Her non-confrontational role so far in Iowa contrasts with reports of her time as governor's wife. A sportswoman, she was nicknamed "First Tomboy," and her failed run for state secretary of state in 2002 while her husband was governor showed a mean side. But she also has a sympathetic side as a one-time spinal cancer survivor who works for the American Red Cross and has raised three children.
Fred Thompson's wife Jeri, a former Republican National Committee spokeswoman more than two decades his junior, was caricatured early on as a trophy wife and had a reputation for being overbearing with campaign staff. She has tried to overcome both images, while juggling the challenges of parenting two young children and assisting the campaign. She planned to join her husband in Iowa from New Year's Eve through the caucuses.
Democrat Chris Dodd moved his wife, a former Export-Import Bank official, and their young children to Iowa this fall full time. So Jackie Dodd is always around to introduce her husband at rallies or give the campaign speech herself.

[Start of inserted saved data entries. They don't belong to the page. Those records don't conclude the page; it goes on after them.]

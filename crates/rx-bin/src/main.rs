//! `evreactor`: CLI entrypoint wiring the config loader, device backend, and
//! async event loop around the reactor core.

use std::path::PathBuf;

use anyhow::{bail, Context as _, Result};
use clap::Parser;
use rx_config::Settings;
use rx_context::Context;
use rx_devices::DevicePattern;
use tracing::{info, warn};
use tracing_appender::non_blocking::WorkerGuard;

/// `evreactor` reacts to evdev input with a declarative binding DSL, the
/// way the reference daemon did: a config defines boolean predicates over
/// key/switch/axis state, each paired with a shell command that runs on a
/// rising edge.
#[derive(Parser, Debug)]
#[command(name = "evreactor", version, about = "Rule-driven evdev reactor")]
struct Args {
    /// Monitor mode: print every input event from matched devices and exit
    /// on Ctrl-C, without loading or evaluating any bindings.
    #[arg(short = 'm', long = "monitor", conflicts_with_all = ["config", "inline", "log_events"])]
    monitor: bool,

    /// Info mode: print per-device name/phys/path diagnostics for matched
    /// devices, then exit without starting the event loop.
    #[arg(short = 'I', long = "info")]
    info: bool,

    /// Echo every input event (typecode and value) before dispatching it.
    #[arg(short = 'l', long = "log-events")]
    log_events: bool,

    /// Suppress non-fatal warnings (device ioctl failures, command-spawn
    /// failures, and the like).
    #[arg(short = 'q', long = "quiet")]
    quiet: bool,

    /// Glob pattern of `*.cfg` binding files to load. Defaults to the
    /// settings file's `[config].glob`, or `rx_config::DEFAULT_BINDING_GLOB`.
    #[arg(short = 'c', long = "config")]
    config: Option<String>,

    /// Inline binding source, in place of any config file.
    #[arg(short = 'e', long = "eval")]
    inline: Option<String>,

    /// Optional path to a settings TOML file, overriding discovery.
    #[arg(long = "settings")]
    settings: Option<PathBuf>,

    /// Write logs to this file (rolling, one per run) in addition to
    /// stderr. If omitted, logging goes to stderr only.
    #[arg(long = "log-file")]
    log_file: Option<PathBuf>,

    /// Device patterns (`name=<glob>`, `phys=<glob>`, `dev=<glob>`, or a
    /// bare device-path glob). No patterns matches every `/dev/input/event*`
    /// node.
    device_patterns: Vec<String>,
}

/// Installs a stderr subscriber leveled from `level` (or `RUST_LOG` if set),
/// clamped to `error` under `-q`, plus an optional non-blocking rolling file
/// writer when `log_file` names one. Matches the teacher's
/// `tracing-appender` + `EnvFilter` pairing; the returned guard must be kept
/// alive for the file writer to flush on shutdown.
fn configure_logging(level: &str, quiet: bool, log_file: Option<&std::path::Path>) -> Option<WorkerGuard> {
    let effective_level = if quiet { "error" } else { level };
    let env_filter = || {
        tracing_subscriber::EnvFilter::try_from_default_env()
            .unwrap_or_else(|_| tracing_subscriber::EnvFilter::new(effective_level))
    };

    match log_file {
        Some(path) => {
            let dir = path.parent().filter(|p| !p.as_os_str().is_empty()).unwrap_or_else(|| std::path::Path::new("."));
            let file_name = path.file_name().map(|n| n.to_string_lossy().into_owned()).unwrap_or_else(|| "evreactor.log".to_string());
            let appender = tracing_appender::rolling::never(dir, file_name);
            let (writer, guard) = tracing_appender::non_blocking(appender);
            match tracing_subscriber::fmt()
                .with_env_filter(env_filter())
                .with_writer(writer)
                .try_init()
            {
                Ok(()) => Some(guard),
                Err(_) => None,
            }
        }
        None => {
            let _ = tracing_subscriber::fmt()
                .with_env_filter(env_filter())
                .with_writer(std::io::stderr)
                .try_init();
            None
        }
    }
}

fn parse_patterns(raw: &[String]) -> Vec<DevicePattern> {
    raw.iter().map(|p| DevicePattern::parse(p)).collect()
}

/// Opens every device matching `patterns` and prints each event it produces
/// verbatim (no bindings loaded, no evaluation) until the process is
/// killed. Mirrors the reference daemon's `-m` diagnostic mode.
async fn run_monitor(patterns: &[DevicePattern]) -> Result<()> {
    let opened = rx_devices::scan_and_open(patterns, None);
    if opened.is_empty() {
        bail!("monitor mode: no devices matched the given patterns");
    }

    let (tx, mut rx) = tokio::sync::mpsc::unbounded_channel::<(PathBuf, evdev::InputEvent)>();
    for (path, device) in opened {
        let tx = tx.clone();
        tokio::spawn(async move {
            let mut stream = match device.into_event_stream() {
                Ok(s) => s,
                Err(error) => {
                    warn!(path = %path.display(), %error, "failed to open device for monitoring");
                    return;
                }
            };
            while let Ok(ev) = stream.next_event().await {
                if tx.send((path.clone(), ev)).is_err() {
                    break;
                }
            }
        });
    }
    drop(tx);

    println!("monitoring (Ctrl-C to exit)...");
    while let Some((path, ev)) = rx.recv().await {
        let type_name = rx_codes::type_name(ev.event_type().0);
        match rx_codes::code_name(ev.event_type().0, ev.code()) {
            Some(name) => println!("{}: {} {} = {}", path.display(), type_name, name, ev.value()),
            None => println!("{}: {} code={} = {}", path.display(), type_name, ev.code(), ev.value()),
        }
    }
    Ok(())
}

/// Prints name/phys/supported-classes diagnostics for every device matching
/// `patterns`, then returns. Mirrors the reference daemon's `-I` mode.
fn run_info(patterns: &[DevicePattern]) -> Result<()> {
    let mut matched_any = false;
    for (path, device) in evdev::enumerate() {
        if !rx_devices::device_matches(patterns, &path, &device) {
            continue;
        }
        matched_any = true;
        println!("{}", path.display());
        println!("  name: {}", device.name().unwrap_or("?"));
        println!("  phys: {}", device.physical_path().unwrap_or("?"));
        for event_type in device.supported_events().iter() {
            println!("  supports: {}", rx_codes::type_name(event_type.0));
        }
    }
    if !matched_any {
        println!("no devices matched the given patterns");
    }
    Ok(())
}

fn load_bindings(args: &Args, settings: &Settings) -> Result<Vec<rx_parser::ParsedBinding>> {
    if let Some(inline) = &args.inline {
        return Ok(rx_config::load_inline(inline)?);
    }
    let pattern = args.config.clone().unwrap_or_else(|| settings.config.glob.clone());
    let bindings = rx_config::load_glob(&pattern)?;
    if bindings.is_empty() {
        bail!("no bindings loaded from '{pattern}'; refusing to run with an empty rule set");
    }
    Ok(bindings)
}

#[tokio::main]
async fn main() -> Result<()> {
    let args = Args::parse();
    let settings = rx_config::load_settings(args.settings.as_deref());
    let quiet = args.quiet || settings.daemon.quiet;
    let _log_guard = configure_logging(&settings.daemon.log_level, quiet, args.log_file.as_deref());

    let patterns = parse_patterns(&args.device_patterns);

    if args.info {
        return run_info(&patterns);
    }
    if args.monitor {
        return run_monitor(&patterns).await;
    }

    let parsed = load_bindings(&args, &settings).context("loading bindings")?;
    let mut ctx = Context::init(parsed);
    info!(bindings = ctx.binding_count(), states = ctx.state_count(), "bindings indexed");

    let opened = rx_devices::scan_and_open(&patterns, Some(&mut ctx));
    if opened.is_empty() {
        warn!("no devices matched the given patterns; waiting for hotplug only");
    }

    let hotplug = match rx_devices::HotplugWatcher::watch(std::path::Path::new(rx_devices::DEV_INPUT)) {
        Ok(watcher) => Some(watcher),
        Err(error) => {
            warn!(%error, "could not watch /dev/input for hotplug; running with startup devices only");
            None
        }
    };

    let event_loop = rx_runtime::EventLoop::new(ctx, patterns, args.log_events);
    event_loop.spawn_readers(opened);
    event_loop.run(hotplug).await;
    Ok(())
}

One night last week, she was greeting guests at the Des Moines home of a supporter, keeping them engaged until Dodd could finish an interview on MSNBC's Keith Olbermann show. Jackie Dodd stood in front the TV set, and for 15 minutes told stories about her husband and her family's move.
"We've been forced to find a pediatrician, and a plan to get haircuts," she said. "But I've been going shopping at Dahl's (grocery store), and if I'm lucky enough and have the time I go to Gateway Market. We have wonderful neighbors - many of them Republicans, but now they have Dodd signs."
(William Douglas in New Hampshire contributed to this report.)